Auditor General Exposes Lahore Electric Supply Company Failure to Curb Rising Circular Debt

The energy infrastructure of the country continues to face severe fiscal strain as an official performance audit has exposed serious operational and governance deficits within regional distribution networks. According to a newly finalized report published by the Auditor General of Pakistan, the Lahore Electric Supply Company failed to implement its mandatory Circular Debt Management Plan, causing its total accumulated financial liabilities to escalate dramatically. The comprehensive evaluation, which analyzed the operational data from consecutive fiscal periods, indicated that the outstanding liabilities of the utility provider surged to a historic high of 378.3 billion rupees by the conclusion of the fiscal years 2022 and 2023.

This alarming financial escalation occurred despite repeated direct interventions and clear guidelines issued by the internal Board of Directors of the utility. The audit details that during the 235th official administrative session organized on July 15, 2021, the governing board explicitly instructed the executive management to formulate a structured policy framework. This strategy was intended to aggressively target and minimize aggregate technical and commercial losses while systematically controlling the rapid expansion of unpaid power chain liabilities. Additionally, the corporate board requested the establishment of a routine oversight schedule to review updated commercial, operational, and financial indicators on a consistent basis.

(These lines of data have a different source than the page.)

//! Binary-encoded genetic algorithm for low-dimensional real-valued
//! functions.
//!
//! Each variable is quantized onto a fixed-width unsigned integer grid over
//! its range and the bit strings are concatenated into one genome. The
//! crate provides:
//!
//! - [`encoding`]: quantization, encode/decode and the genome layout
//! - [`ga`]: population generation, two-point crossover, bit-flip
//!   mutation, replacement, and a runner that ties them together
//! - [`driver`]: a command parser, expression compiler and session used by
//!   the `bitga` binary
//! - [`random`]: seeded generators for reproducible runs
//!
//! # Example
//!
//! ```
//! use u_bitga::encoding::{Layout, VariableRange};
//! use u_bitga::ga::{BgaConfig, BgaRunner};
//!
//! let layout = Layout::uniform(
//!     vec![
//!         VariableRange::new(10.0, 20.0).unwrap(),
//!         VariableRange::new(-5.0, 7.0).unwrap(),
//!     ],
//!     4,
//! )
//! .unwrap();
//! let cost = |v: &[f64]| -v[0] * (v[1] / 2.0 - 10.0);
//! let config = BgaConfig::default().with_seed(42).with_max_generations(50);
//!
//! let result = BgaRunner::run(&cost, &layout, &config).unwrap();
//! assert!(result.best.cost <= result.cost_history[0]);
//! ```

pub mod driver;
pub mod encoding;
pub mod error;
pub mod ga;
pub mod random;

pub use error::{Error, Result};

However, subsequent investigative findings concluded that the executive team completely disregarded these policy mandates. No structured evaluation assemblies were coordinated by the administrative officers to formulate targeted system updates, minimize distribution leakages, or bolster billing collection ratios across the service territory. Furthermore, the federal independent auditors noted that the Board of Directors itself lacked a dependable check-and-balance mechanism to verify whether its official institutional decisions were being correctly translated into concrete field operations, allowing systemic inefficiencies to compound over multiple seasonal cycles.

Consequently, the overall liability portfolio of the utility enterprise expanded significantly, climbing from an initial baseline of 307.3 billion rupees recorded during the fiscal years 2021 and 2022 to the final figure of 378.3 billion rupees by the end of the fiscal year 2023. The regulatory document attributes this rapid deterioration to a continuous rise in unpaid invoices issued by power generation entities coupled with an inability to suppress transmission theft and technical energy losses. This growing deficit places immense pressure on the national exchequer, as unresolved distribution losses directly exacerbate the countrywide energy supply chain bottlenecks.

In response to the official audit objections, the administrative representatives of the Lahore-based power distribution firm argued that the financial decline was predominantly a product of systemic distribution challenges and a severe gap in revenue collection from various consumer brackets. The company management also emphasized that a formal petition contesting the currently allowed technical loss allowances remained pending before the Appellate Tribunal of the National Electric Power Regulatory Authority. Nevertheless, the federal auditors completely dismissed the corporate defense, reiterating that the primary failure stemmed from a complete breakdown in executive governance and a total lack of initiative to enforce the Circular Debt Management Plan of 2023.

The transparency report additionally revealed that the Departmental Accounts Committee had intervened on February 15, 2024, issuing a strict 30-day timeline for the power enterprise to submit its annual operational business strategy for independent confirmation. Despite receiving these explicit directions, the administrative team failed to produce the necessary corporate plans before the state publication was concluded. Ultimately, the Auditor General of Pakistan has strongly urged the utility provider to coordinate meaningful, concrete structural changes to completely align its corporate behavior with the official directives of the Power Division, while keeping state audit teams continuously informed regarding future stabilization progress.